El viento se cebaba sobre aquel lugar maldito. Nadie se hubiera atrevido a llegar en aquellas condiciones de tiempo; si alguien estuviera viviendo allí creería estar encerrado en el último anillo del terror
Silbaban las negras nubes y los vientos se desataban en aguaceros que arrancaban árboles, apenas vivos y destrozaban las ramas nacidas de un apocalipsis podador que confirmaron los negros presagios de años sin frutos y sombras
Tras las sucesivas migraciones una casa pugnaba por mantener la luz centelleante en medio de una pradera que agrandaba sus fauces para desgarrarla.
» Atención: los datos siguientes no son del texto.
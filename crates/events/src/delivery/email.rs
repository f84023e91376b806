//! Email delivery via SMTP.
//!
//! [`Mailer`] is the seam the dispatcher and the reminder scheduler send
//! through. [`SmtpMailer`] wraps the `lettre` async SMTP transport; when
//! `SMTP_HOST` is not set, [`EmailConfig::from_env`] returns `None` and the
//! server falls back to [`LogMailer`].

use async_trait::async_trait;
use lettre::message::header::ContentType;
use lettre::transport::smtp::authentication::Credentials;
use lettre::{AsyncSmtpTransport, AsyncTransport, Message, Tokio1Executor};

use crate::templates::RenderedEmail;

// ---------------------------------------------------------------------------
// Error
// ---------------------------------------------------------------------------

/// Error type for email delivery failures.
#[derive(Debug, thiserror::Error)]
pub enum EmailError {
    /// SMTP transport-level failure (authentication, connection, etc.).
    #[error("SMTP transport error: {0}")]
    Transport(#[from] lettre::transport::smtp::Error),

    /// The recipient or sender address could not be parsed.
    #[error("Email address parse error: {0}")]
    Address(#[from] lettre::address::AddressError),

    /// The MIME message could not be assembled.
    #[error("Email build error: {0}")]
    Build(String),
}

// ---------------------------------------------------------------------------
// EmailConfig
// ---------------------------------------------------------------------------

/// Default SMTP port (STARTTLS).
const DEFAULT_SMTP_PORT: u16 = 587;

/// Default sender when `SMTP_FROM` is not set.
const DEFAULT_FROM_ADDRESS: &str = "Huntsman Optics Portal <noreply@huntsmanoptics.local>";

#[derive(Debug, Clone)]
pub struct EmailConfig {
    pub smtp_host: String,
    /// SMTP server port (defaults to 587).
    pub smtp_port: u16,
    /// RFC 5322 "From" mailbox; a display name is allowed.
    pub from_address: String,
    pub smtp_user: Option<String>,
    pub smtp_password: Option<String>,
}

impl EmailConfig {
    /// Load configuration from environment variables.
    ///
    /// Returns `None` if `SMTP_HOST` is not set.
    ///
    /// | Variable        | Required | Default                                                 |
    /// |-----------------|----------|---------------------------------------------------------|
    /// | `SMTP_HOST`     | yes      | -                                                       |
    /// | `SMTP_PORT`     | no       | `587`                                                   |
    /// | `SMTP_FROM`     | no       | `Huntsman Optics Portal <noreply@huntsmanoptics.local>` |
    /// | `SMTP_USER`     | no       | -                                                       |
    /// | `SMTP_PASSWORD` | no       | -                                                       |
    pub fn from_env() -> Option<Self> {
        let smtp_host = std::env::var("SMTP_HOST").ok()?;
        Some(Self {
            smtp_host,
            smtp_port: std::env::var("SMTP_PORT")
                .ok()
                .and_then(|p| p.parse().ok())
                .unwrap_or(DEFAULT_SMTP_PORT),
            from_address: std::env::var("SMTP_FROM")
                .unwrap_or_else(|_| DEFAULT_FROM_ADDRESS.to_string()),
            smtp_user: std::env::var("SMTP_USER").ok(),
            smtp_password: std::env::var("SMTP_PASSWORD").ok(),
        })
    }
}

// ---------------------------------------------------------------------------
// Mailer
// ---------------------------------------------------------------------------

/// Sends one rendered email.
#[async_trait]
pub trait Mailer: Send + Sync {
    async fn send(&self, email: &RenderedEmail) -> Result<(), EmailError>;
}

/// SMTP mailer. The transport is built once and reuses its connection pool.
pub struct SmtpMailer {
    from_address: String,
    transport: AsyncSmtpTransport<Tokio1Executor>,
}

impl SmtpMailer {
    pub fn new(config: EmailConfig) -> Result<Self, EmailError> {
        let mut builder = AsyncSmtpTransport::<Tokio1Executor>::starttls_relay(&config.smtp_host)?
            .port(config.smtp_port);

        if let (Some(user), Some(pass)) = (config.smtp_user, config.smtp_password) {
            builder = builder.credentials(Credentials::new(user, pass));
        }

        Ok(Self {
            from_address: config.from_address,
            transport: builder.build(),
        })
    }
}

#[async_trait]
impl Mailer for SmtpMailer {
    async fn send(&self, email: &RenderedEmail) -> Result<(), EmailError> {
        let message = Message::builder()
            .from(self.from_address.parse()?)
            .to(email.to.parse()?)
            .subject(email.subject.clone())
            .header(ContentType::TEXT_HTML)
            .body(email.html.clone())
            .map_err(|e| EmailError::Build(e.to_string()))?;

        self.transport.send(message).await?;

        tracing::info!(to = %email.to, template = %email.template, "Notification email sent");
        Ok(())
    }
}

/// Stand-in used when SMTP is not configured: logs instead of sending.
#[derive(Debug, Default)]
pub struct LogMailer;

#[async_trait]
impl Mailer for LogMailer {
    async fn send(&self, email: &RenderedEmail) -> Result<(), EmailError> {
        tracing::info!(
            to = %email.to,
            template = %email.template,
            subject = %email.subject,
            "SMTP not configured, email logged instead of sent"
        );
        Ok(())
    }
}

// ---------------------------------------------------------------------------
// Tests
// ---------------------------------------------------------------------------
Una sencilla pero pesada contraventana, orgullosa, trataba de desafiar aquella cruel y ciega fuerza. Al final, la naturaleza la utilizaba de munición contra un interior donde el pánico envolvía a sus tres habitantes.
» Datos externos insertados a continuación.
//! Purchase-request lifecycle: creation, token redemption and admin edits.
//!
//! Every status change goes through [`transition`] and is persisted with the
//! store's compare-and-set. Events are published only after the write has
//! committed.

use chrono::Utc;
use staffpurchase_core::error::CoreError;
use staffpurchase_core::lifecycle::transition;
use staffpurchase_core::purchase_request::{
    PurchaseRequestInput, PurchaseRequestPatch, RequestListQuery,
};
use staffpurchase_core::token::{generate_response_token, is_well_formed};
use staffpurchase_core::types::DbId;
use staffpurchase_db::models::purchase_request::{
    NewPurchaseRequest, PublicRequestView, PurchaseRequest, ResponseUpdate,
};
use staffpurchase_db::{PurchaseRequestStore, StoreError};
use staffpurchase_events::{EventBus, WorkflowEvent};

use crate::error::AppResult;

/// Display name recorded as sender for requests created on the public route.
pub const PUBLIC_SENDER_NAME: &str = "Staff Member";

/// Attempts at inserting with a fresh token before giving up on collisions.
const TOKEN_INSERT_ATTEMPTS: usize = 3;

const INVALID_TOKEN: &str = "Invalid token";
const REQUEST_NOT_FOUND: &str = "Request not found";

/// Who a request is sent on behalf of. Denormalized onto the request.
#[derive(Debug, Clone)]
pub struct Sender {
    pub email: String,
    pub name: String,
}

pub struct RequestLifecycle<'a> {
    store: &'a dyn PurchaseRequestStore,
    bus: &'a EventBus,
}

impl<'a> RequestLifecycle<'a> {
    pub fn new(store: &'a dyn PurchaseRequestStore, bus: &'a EventBus) -> Self {
        Self { store, bus }
    }

    /// Validate and persist a new request in `Pending` with a fresh token.
    pub async fn create(
        &self,
        input: PurchaseRequestInput,
        sender: Sender,
    ) -> AppResult<PurchaseRequest> {
        let draft = input.into_draft()?;

        let mut attempt = 0;
        let request = loop {
            attempt += 1;
            let new = NewPurchaseRequest {
                draft: draft.clone(),
                admin_email: sender.email.clone(),
                admin_name: sender.name.clone(),
                response_token: generate_response_token(),
            };
            match self.store.insert(&new).await {
                Ok(request) => break request,
                Err(StoreError::Duplicate(constraint)) if attempt < TOKEN_INSERT_ATTEMPTS => {
                    tracing::warn!(%constraint, attempt, "Response token collision, regenerating");
                }
                Err(e) => return Err(e.into()),
            }
        };

        tracing::info!(
            request_id = request.id,
            store = %request.store_name,
            sender = %request.admin_email,
            "Purchase request created"
        );

        self.bus.publish(WorkflowEvent::RequestCreated {
            request: request.clone(),
        });
        Ok(request)
    }

    /// Look up a request by its response token. The only public lookup path.
    pub async fn resolve_by_token(&self, token: &str) -> AppResult<PurchaseRequest> {
        if !is_well_formed(token) {
            return Err(CoreError::NotFound(INVALID_TOKEN.into()).into());
        }
        self.store
            .find_by_token(token)
            .await?
            .ok_or_else(|| CoreError::NotFound(INVALID_TOKEN.into()).into())
    }

    pub async fn public_view(&self, token: &str) -> AppResult<PublicRequestView> {
        let request = self.resolve_by_token(token).await?;
        Ok(PublicRequestView::from(&request))
    }

    /// Redeem `token` with `action`, retiring the token.
    ///
    /// Of two concurrent calls for one token, the loser of the store's
    /// compare-and-set gets [`CoreError::TokenAlreadyUsed`].
    pub async fn apply_response(
        &self,
        token: &str,
        action: Option<&str>,
        note: Option<String>,
    ) -> AppResult<PurchaseRequest> {
        let current = self.resolve_by_token(token).await?;
        self.respond_to(current, action, note).await
    }

    /// Redeem the token of an already resolved request.
    pub async fn respond_to(
        &self,
        current: PurchaseRequest,
        action: Option<&str>,
        note: Option<String>,
    ) -> AppResult<PurchaseRequest> {
        let (action, status) = transition(current.status, current.token_used, action)?;

        let update = ResponseUpdate {
            status,
            action,
            note: note.unwrap_or_default(),
            responded_at: Utc::now(),
        };

        let request = self
            .store
            .record_response(&current.response_token, &update)
            .await?
            .ok_or(CoreError::TokenAlreadyUsed)?;

        tracing::info!(
            request_id = request.id,
            action = %action,
            status = %request.status,
            "Response recorded"
        );

        self.bus.publish(WorkflowEvent::ResponseRecorded {
            request: request.clone(),
            action,
            note: update.note,
        });
        Ok(request)
    }

    pub async fn get(&self, id: DbId) -> AppResult<PurchaseRequest> {
        self.store
            .find_by_id(id)
            .await?
            .ok_or_else(|| CoreError::NotFound(REQUEST_NOT_FOUND.into()).into())
    }

    pub async fn list(&self, query: RequestListQuery) -> AppResult<Vec<PurchaseRequest>> {
        let filter = query.into_filter()?;
        Ok(self.store.list(&filter).await?)
    }

    /// Merge descriptive fields. Lifecycle columns are never touched.
    pub async fn update(&self, id: DbId, patch: PurchaseRequestPatch) -> AppResult<PurchaseRequest> {
        let changes = patch.into_changes()?;
        let request = self
            .store
            .update(id, &changes)
            .await?
            .ok_or_else(|| CoreError::NotFound(REQUEST_NOT_FOUND.into()))?;

        tracing::info!(request_id = id, "Purchase request updated");
        Ok(request)
    }

    pub async fn delete(&self, id: DbId) -> AppResult<()> {
        if !self.store.delete(id).await? {
            return Err(CoreError::NotFound(REQUEST_NOT_FOUND.into()).into());
        }
        tracing::info!(request_id = id, "Purchase request deleted");
        Ok(())
    }
}

#[cfg(test)]
mod tests {
    use std::sync::Arc;

    use assert_matches::assert_matches;
    use staffpurchase_core::lifecycle::{RequestStatus, ResponseAction};
    use staffpurchase_db::MemoryStore;

    use super::*;
    use crate::error::AppError;

    fn input() -> PurchaseRequestInput {
        PurchaseRequestInput {
            store_name: "Hunting World".into(),
            employee_name: "Sam Carter".into(),
            order_date: "2026-01-10".into(),
            invoice_date: "2026-01-11".into(),
            product_model: "EXPLORER".into(),
            discount: "30%".into(),
            email: Some("sam@store.example".into()),
            ..Default::default()
        }
    }

    fn sender() -> Sender {
        Sender {
            email: "admin@example.com".into(),
            name: PUBLIC_SENDER_NAME.into(),
        }
    }

    #[tokio::test]
    async fn create_publishes_after_persisting() {
        let store = MemoryStore::new();
        let bus = EventBus::default();
        let mut rx = bus.subscribe();
        let engine = RequestLifecycle::new(&store, &bus);

        let request = engine.create(input(), sender()).await.unwrap();
        assert_eq!(request.status, RequestStatus::Pending);
        assert!(!request.token_used);
        assert_eq!(request.reminder_count, 0);
        assert!(is_well_formed(&request.response_token));

        let published = rx.recv().await.unwrap();
        assert_matches!(
            published.event,
            WorkflowEvent::RequestCreated { request: r } if r.id == request.id
        );
    }

    #[tokio::test]
    async fn invalid_input_persists_nothing() {
        let store = MemoryStore::new();
        let bus = EventBus::default();
        let engine = RequestLifecycle::new(&store, &bus);

        let bad = PurchaseRequestInput {
            store_name: "  ".into(),
            ..input()
        };
        assert_matches!(
            engine.create(bad, sender()).await,
            Err(AppError::Core(CoreError::Validation(_)))
        );
        assert!(engine.list(RequestListQuery::default()).await.unwrap().is_empty());
    }

    #[tokio::test]
    async fn second_response_is_rejected() {
        let store = MemoryStore::new();
        let bus = EventBus::default();
        let engine = RequestLifecycle::new(&store, &bus);
        let created = engine.create(input(), sender()).await.unwrap();

        let first = engine
            .apply_response(&created.response_token, Some("confirm"), None)
            .await
            .unwrap();
        assert_eq!(first.status, RequestStatus::Confirmed);
        assert_eq!(first.response_type.as_deref(), Some("confirm"));
        assert_eq!(first.response_note.as_deref(), Some(""));
        assert!(first.token_used);

        assert_matches!(
            engine
                .apply_response(&created.response_token, Some("reject"), None)
                .await,
            Err(AppError::Core(CoreError::TokenAlreadyUsed))
        );
        assert_eq!(
            engine.get(created.id).await.unwrap().status,
            RequestStatus::Confirmed
        );
    }

    #[tokio::test]
    async fn concurrent_responses_record_exactly_one_transition() {
        let store = Arc::new(MemoryStore::new());
        let bus = Arc::new(EventBus::default());
        let token = RequestLifecycle::new(store.as_ref(), &bus)
            .create(input(), sender())
            .await
            .unwrap()
            .response_token;

        let mut handles = Vec::new();
        for action in ["confirm", "approve", "reject", "needinfo"] {
            let store = Arc::clone(&store);
            let bus = Arc::clone(&bus);
            let token = token.clone();
            handles.push(tokio::spawn(async move {
                RequestLifecycle::new(store.as_ref(), &bus)
                    .apply_response(&token, Some(action), None)
                    .await
                    .is_ok()
            }));
        }

        let mut wins = 0;
        for handle in handles {
            if handle.await.unwrap() {
                wins += 1;
            }
        }
        assert_eq!(wins, 1);
    }

    #[tokio::test]
    async fn unknown_action_leaves_record_untouched() {
        let store = MemoryStore::new();
        let bus = EventBus::default();
        let engine = RequestLifecycle::new(&store, &bus);
        let created = engine.create(input(), sender()).await.unwrap();

        assert_matches!(
            engine
                .apply_response(&created.response_token, Some("escalate"), None)
                .await,
            Err(AppError::Core(CoreError::InvalidAction(_)))
        );

        let after = engine.get(created.id).await.unwrap();
        assert_eq!(after.status, RequestStatus::Pending);
        assert!(!after.token_used);
        assert_eq!(after.updated_at, created.updated_at);
    }

    #[tokio::test]
    async fn response_event_carries_note() {
        let store = MemoryStore::new();
        let bus = EventBus::default();
        let engine = RequestLifecycle::new(&store, &bus);
        let created = engine.create(input(), sender()).await.unwrap();
        let mut rx = bus.subscribe();

        engine
            .apply_response(
                &created.response_token,
                Some("needinfo"),
                Some("Which serial?".into()),
            )
            .await
            .unwrap();

        let published = rx.recv().await.unwrap();
        assert_matches!(
            published.event,
            WorkflowEvent::ResponseRecorded { action: ResponseAction::NeedInfo, note, .. }
                if note == "Which serial?"
        );
    }

    #[tokio::test]
    async fn malformed_or_unknown_tokens_are_not_found() {
        let store = MemoryStore::new();
        let bus = EventBus::default();
        let engine = RequestLifecycle::new(&store, &bus);

        let forged = "f".repeat(64);
        for token in ["short", forged.as_str()] {
            assert_matches!(
                engine.public_view(token).await,
                Err(AppError::Core(CoreError::NotFound(msg))) if msg == "Invalid token"
            );
        }
    }

    #[tokio::test]
    async fn update_and_delete_missing_request_are_not_found() {
        let store = MemoryStore::new();
        let bus = EventBus::default();
        let engine = RequestLifecycle::new(&store, &bus);

        assert_matches!(
            engine.update(99, PurchaseRequestPatch::default()).await,
            Err(AppError::Core(CoreError::NotFound(_)))
        );
        assert_matches!(
            engine.delete(99).await,
            Err(AppError::Core(CoreError::NotFound(_)))
        );
    }
}
//! Outbound delivery channels for workflow notifications.

pub mod email;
Por allí penetró y embardunó de grasa mugrienta cada rincón, la dejadez y la equidistancia. La virulencia de su lavarse las manos era tal que los canallas se subían a la cima de la montaña rusa para caer, una vez desenfrenadas las vagonetas, sobre el caballito del tiovivo que seguía recibiendo los despojos producidos por esa actitud tan, muchas veces, criminal.